Restate each of the lines given below, word for word.
━━━
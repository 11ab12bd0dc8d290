use serde::{Deserialize, Serialize};

/// Final, merged gateway configuration used by the running process.
///
/// Merge order: CLI > ENV > defaults. Knob names are normative and match the
/// environment variables accepted by the binary.
#[derive(Debug, Clone, PartialEq, Serialize, Deserialize)]
pub struct GatewayConfig {
    pub host: String,
    pub port: u16,
    /// Database DSN used for this process.
    pub dsn: String,
    /// Master switch for cross-family format conversion.
    pub enable_format_conversion: bool,
    /// Upper bound on candidates tried per request before giving up.
    pub max_candidates: usize,
    /// Lines read ahead of the client while screening a stream for errors.
    pub max_prefetch_lines: usize,

    /// Billing engine mode: legacy | shadow | new_with_fallback | new.
    pub billing_engine: String,
    /// JSON map of `provider/model` patterns (fnmatch-style) to engine modes.
    pub billing_engine_overrides: String,
    pub billing_diff_threshold_usd: f64,
    /// When true, non-chat tasks without an explicit rule bill as `no_rule`.
    pub billing_require_rule: bool,
    /// When true, missing required dimensions abort settlement.
    pub billing_strict_mode: bool,
    pub billing_shadow_log_level: String,

    pub video_poll_interval_seconds: u64,
    pub video_poll_batch_size: usize,
    pub video_poll_concurrency: usize,
    pub video_max_poll_count: i32,
}

impl Default for GatewayConfig {
    fn default() -> Self {
        Self {
            host: "0.0.0.0".to_string(),
            port: 8084,
            dsn: "sqlite::memory:".to_string(),
            enable_format_conversion: true,
            max_candidates: 10,
            max_prefetch_lines: 5,
            billing_engine: "legacy".to_string(),
            billing_engine_overrides: "{}".to_string(),
            billing_diff_threshold_usd: 0.0001,
            billing_require_rule: false,
            billing_strict_mode: false,
            billing_shadow_log_level: "info".to_string(),
            video_poll_interval_seconds: 10,
            video_poll_batch_size: 20,
            video_poll_concurrency: 4,
            video_max_poll_count: 120,
        }
    }
}

/// Optional layer used when merging gateway config from CLI/ENV.
#[derive(Debug, Clone, Default, PartialEq)]
pub struct GatewayConfigPatch {
    pub host: Option<String>,
    pub port: Option<u16>,
    pub dsn: Option<String>,
    pub enable_format_conversion: Option<bool>,
    pub max_candidates: Option<usize>,
    pub max_prefetch_lines: Option<usize>,
    pub billing_engine: Option<String>,
    pub billing_engine_overrides: Option<String>,
    pub billing_diff_threshold_usd: Option<f64>,
    pub billing_require_rule: Option<bool>,
    pub billing_strict_mode: Option<bool>,
    pub billing_shadow_log_level: Option<String>,
    pub video_poll_interval_seconds: Option<u64>,
    pub video_poll_batch_size: Option<usize>,
    pub video_poll_concurrency: Option<usize>,
    pub video_max_poll_count: Option<i32>,
}

macro_rules! overlay_field {
    ($dst:expr, $src:expr, $($field:ident),+ $(,)?) => {
        $(
            if $src.$field.is_some() {
                $dst.$field = $src.$field;
            }
        )+
    };
}

macro_rules! apply_field {
    ($dst:expr, $src:expr, $($field:ident),+ $(,)?) => {
        $(
            if let Some(value) = $src.$field {
                $dst.$field = value;
            }
        )+
    };
}

impl GatewayConfigPatch {
    pub fn overlay(&mut self, other: GatewayConfigPatch) {
        overlay_field!(
            self,
            other,
            host,
            port,
            dsn,
            enable_format_conversion,
            max_candidates,
            max_prefetch_lines,
            billing_engine,
            billing_engine_overrides,
            billing_diff_threshold_usd,
            billing_require_rule,
            billing_strict_mode,
            billing_shadow_log_level,
            video_poll_interval_seconds,
            video_poll_batch_size,
            video_poll_concurrency,
            video_max_poll_count,
        );
    }

    pub fn into_config(self) -> GatewayConfig {
        let mut config = GatewayConfig::default();
        apply_field!(
            config,
            self,
            host,
            port,
            dsn,
            enable_format_conversion,
            max_candidates,
            max_prefetch_lines,
            billing_engine,
            billing_engine_overrides,
            billing_diff_threshold_usd,
            billing_require_rule,
            billing_strict_mode,
            billing_shadow_log_level,
            video_poll_interval_seconds,
            video_poll_batch_size,
            video_poll_concurrency,
            video_max_poll_count,
        );
        config
    }
}

#[cfg(test)]
mod tests {
    use super::*;

    #[test]
    fn overlay_prefers_later_layer() {
        let mut base = GatewayConfigPatch {
            port: Some(8084),
            billing_engine: Some("legacy".to_string()),
            ..Default::default()
        };
        base.overlay(GatewayConfigPatch {
            billing_engine: Some("shadow".to_string()),
            ..Default::default()
        });
        let config = base.into_config();
        assert_eq!(config.port, 8084);
        assert_eq!(config.billing_engine, "shadow");
    }

    #[test]
    fn defaults_cover_normative_knobs() {
        let config = GatewayConfig::default();
        assert_eq!(config.max_candidates, 10);
        assert_eq!(config.max_prefetch_lines, 5);
        assert!((config.billing_diff_threshold_usd - 0.0001).abs() < f64::EPSILON);
    }
}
━━━
> WRITTEN REPLY
repository 11ab12bd0dc8d290
use serde::{Deserialize, Serialize};

/// Final, merged gateway configuration used by the running process.
///
/// Merge order: CLI > ENV > defaults. Knob names are normative and match the
/// environment variables accepted by the binary.
#[derive(Debug, Clone, PartialEq, Serialize, Deserialize)]
pub struct GatewayConfig {
    pub host: String,
    pub port: u16,
    /// Database DSN used for this process.
    pub dsn: String,
    /// Master switch for cross-family format conversion.
    pub enable_format_conversion: bool,
    /// Upper bound on candidates tried per request before giving up.
    pub max_candidates: usize,
    /// Lines read ahead of the client while screening a stream for errors.
    pub max_prefetch_lines: usize,

    /// Billing engine mode: legacy | shadow | new_with_fallback | new.
    pub billing_engine: String,
    /// JSON map of `provider/model` patterns (fnmatch-style) to engine modes.
    pub billing_engine_overrides: String,
    pub billing_diff_threshold_usd: f64,
    /// When true, non-chat tasks without an explicit rule bill as `no_rule`.
    pub billing_require_rule: bool,
    /// When true, missing required dimensions abort settlement.
    pub billing_strict_mode: bool,
    pub billing_shadow_log_level: String,

    pub video_poll_interval_seconds: u64,
    pub video_poll_batch_size: usize,
    pub video_poll_concurrency: usize,
    pub video_max_poll_count: i32,
}

impl Default for GatewayConfig {
    fn default() -> Self {
        Self {
            host: "0.0.0.0".to_string(),
            port: 8084,
            dsn: "sqlite::memory:".to_string(),
            enable_format_conversion: true,
            max_candidates: 10,
            max_prefetch_lines: 5,
            billing_engine: "legacy".to_string(),
            billing_engine_overrides: "{}".to_string(),
            billing_diff_threshold_usd: 0.0001,
            billing_require_rule: false,
            billing_strict_mode: false,
            billing_shadow_log_level: "info".to_string(),
            video_poll_interval_seconds: 10,
            video_poll_batch_size: 20,
            video_poll_concurrency: 4,
            video_max_poll_count: 120,
        }
    }
}

/// Optional layer used when merging gateway config from CLI/ENV.
#[derive(Debug, Clone, Default, PartialEq)]
pub struct GatewayConfigPatch {
    pub host: Option<String>,
    pub port: Option<u16>,
    pub dsn: Option<String>,
    pub enable_format_conversion: Option<bool>,
    pub max_candidates: Option<usize>,
    pub max_prefetch_lines: Option<usize>,
    pub billing_engine: Option<String>,
    pub billing_engine_overrides: Option<String>,
    pub billing_diff_threshold_usd: Option<f64>,
    pub billing_require_rule: Option<bool>,
    pub billing_strict_mode: Option<bool>,
    pub billing_shadow_log_level: Option<String>,
    pub video_poll_interval_seconds: Option<u64>,
    pub video_poll_batch_size: Option<usize>,
    pub video_poll_concurrency: Option<usize>,
    pub video_max_poll_count: Option<i32>,
}

macro_rules! overlay_field {
    ($dst:expr, $src:expr, $($field:ident),+ $(,)?) => {
        $(
            if $src.$field.is_some() {
                $dst.$field = $src.$field;
            }
        )+
    };
}

macro_rules! apply_field {
    ($dst:expr, $src:expr, $($field:ident),+ $(,)?) => {
        $(
            if let Some(value) = $src.$field {
                $dst.$field = value;
            }
        )+
    };
}

impl GatewayConfigPatch {
    pub fn overlay(&mut self, other: GatewayConfigPatch) {
        overlay_field!(
            self,
            other,
            host,
            port,
            dsn,
            enable_format_conversion,
            max_candidates,
            max_prefetch_lines,
            billing_engine,
            billing_engine_overrides,
            billing_diff_threshold_usd,
            billing_require_rule,
            billing_strict_mode,
            billing_shadow_log_level,
            video_poll_interval_seconds,
            video_poll_batch_size,
            video_poll_concurrency,
            video_max_poll_count,
        );
    }

    pub fn into_config(self) -> GatewayConfig {
        let mut config = GatewayConfig::default();
        apply_field!(
            config,
            self,
            host,
            port,
            dsn,
            enable_format_conversion,
            max_candidates,
            max_prefetch_lines,
            billing_engine,
            billing_engine_overrides,
            billing_diff_threshold_usd,
            billing_require_rule,
            billing_strict_mode,
            billing_shadow_log_level,
            video_poll_interval_seconds,
            video_poll_batch_size,
            video_poll_concurrency,
            video_max_poll_count,
        );
        config
    }
}

#[cfg(test)]
mod tests {
    use super::*;

    #[test]
    fn overlay_prefers_later_layer() {
        let mut base = GatewayConfigPatch {
            port: Some(8084),
            billing_engine: Some("legacy".to_string()),
            ..Default::default()
        };
        base.overlay(GatewayConfigPatch {
            billing_engine: Some("shadow".to_string()),
            ..Default::default()
        });
        let config = base.into_config();
        assert_eq!(config.port, 8084);
        assert_eq!(config.billing_engine, "shadow");
    }

    #[test]
    fn defaults_cover_normative_knobs() {
        let config = GatewayConfig::default();
        assert_eq!(config.max_candidates, 10);
        assert_eq!(config.max_prefetch_lines, 5);
        assert!((config.billing_diff_threshold_usd - 0.0001).abs() < f64::EPSILON);
    }
}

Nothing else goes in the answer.